Ocular Surface Research Laboratory, Ege University, Faculty of Medicine, Izmir, Turkey.
J Ophthalmic Vis Res. 2025 Aug 27;20. doi: 10.18502/jovr.v20.16399. eCollection 2025.
To report a case of eosinophilic granulomatosis with polyangiitis (EGPA) initially presenting as orbital involvement, describe its successful management, and provide a comprehensive literature review.
A 33-year-old female patient presented with swelling, redness, tenderness, and a mass under the left upper eyelid for one month. Upper lid eversion showed a multilobulated lesion in the subconjunctival area of the same region. The patient's medical history included asthma and atrial septal defect surgery. Orbital MRI revealed a soft tissue mass infiltrating the superior and lateral aspects of the conal and extraconal regions in the anterior orbit, with extension toward the preseptal area. The lesion underwent incisional biopsy, and histopathological findings were consistent with the diagnosis of EGPA. The patient's blood tests revealed eosinophilia and a negative antineutrophil cytoplasmic antibody. After excluding other similar pathologies such as granulomatosis with polyangiitis, we observed a dramatic regression in her orbital lesion following systemic steroid therapy.
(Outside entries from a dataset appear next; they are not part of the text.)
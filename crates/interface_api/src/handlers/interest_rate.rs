//! Interest rate handlers

use axum::{extract::State, http::StatusCode, Extension, Json};
use core_kernel::InterestRateId;
use validator::Validate;

use crate::auth::{permissions, require_role, Claims};
use crate::dto::interest_rate::*;
use crate::extract::{ApiJson, ApiPath};
use crate::{error::ApiError, AppState};

/// Lists active interest rates
pub async fn list_interest_rates(
    State(state): State<AppState>,
    Extension(claims): Extension<Claims>,
) -> Result<Json<Vec<InterestRateResponse>>, ApiError> {
    require_role(&claims, permissions::INTEREST_RATE_READ)?;

    let rates = state.service.list_all_actives().await?;
    Ok(Json(rates.into_iter().map(InterestRateResponse::from).collect()))
}

/// Gets an interest rate by ID
pub async fn get_interest_rate(
    State(state): State<AppState>,
    Extension(claims): Extension<Claims>,
    ApiPath(id): ApiPath<i32>,
) -> Result<Json<InterestRateResponse>, ApiError> {
    require_role(&claims, permissions::INTEREST_RATE_READ)?;

    let rate = state.service.obtain_by_id(InterestRateId::new(id)).await?;
    Ok(Json(rate.into()))
}

/// Creates a new active interest rate
pub async fn create_interest_rate(
    State(state): State<AppState>,
    Extension(claims): Extension<Claims>,
    ApiJson(request): ApiJson<CreateInterestRateDto>,
) -> Result<(StatusCode, Json<InterestRateResponse>), ApiError> {
    require_role(&claims, permissions::INTEREST_RATE_WRITE)?;
    request
        .validate()
        .map_err(|e| ApiError::Validation(e.to_string()))?;

    let rate = state.service.create(request.into()).await?;
    Ok((StatusCode::CREATED, Json(rate.into())))
}

/// Updates an interest rate
pub async fn update_interest_rate(
    State(state): State<AppState>,
    Extension(claims): Extension<Claims>,
    ApiPath(id): ApiPath<i32>,
    ApiJson(request): ApiJson<UpdateInterestRateDto>,
) -> Result<Json<InterestRateResponse>, ApiError> {
    require_role(&claims, permissions::INTEREST_RATE_WRITE)?;
    request
        .validate()
        .map_err(|e| ApiError::Validation(e.to_string()))?;

    let rate = state
        .service
        .update(InterestRateId::new(id), request.into())
        .await?;
    Ok(Json(rate.into()))
}

/// Inactivates an interest rate
///
/// Records are never removed; the response is the inactivated record.
pub async fn inactivate_interest_rate(
    State(state): State<AppState>,
    Extension(claims): Extension<Claims>,
    ApiPath(id): ApiPath<i32>,
) -> Result<Json<InterestRateResponse>, ApiError> {
    require_role(&claims, permissions::INTEREST_RATE_WRITE)?;

    let rate = state.service.inactivate(InterestRateId::new(id)).await?;
    Ok(Json(rate.into()))
}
The diagnosis of EGPA, a rare clinical presentation, is crucial for ophthalmologists because it provides early recognition of the systemic disease and can help slow its progression by initiating appropriate treatment in a timely manner.
报告一例最初表现为眼眶受累的嗜酸性肉芽肿性多血管炎(EGPA)病例,描述其成功的治疗过程,并提供全面的文献综述。
一名33岁女性患者,左上眼睑肿胀、发红、压痛伴肿物1个月。上睑翻转显示同一区域结膜下有一个多叶状病变。患者既往病史包括哮喘和房间隔缺损手术史。眼眶MRI显示前眼眶圆锥内和圆锥外区域的上外侧有一个软组织肿块浸润,并延伸至眶隔前区域。该病变进行了切开活检,组织病理学结果符合EGPA诊断。患者血液检查显示嗜酸性粒细胞增多,抗中性粒细胞胞浆抗体阴性。在排除其他类似疾病如肉芽肿性多血管炎后,我们观察到全身类固醇治疗后其眼眶病变显著消退。
EGPA这种罕见的临床表现的诊断对眼科医生至关重要,因为它能使全身疾病得到早期识别,并通过及时启动适当治疗有助于减缓其进展。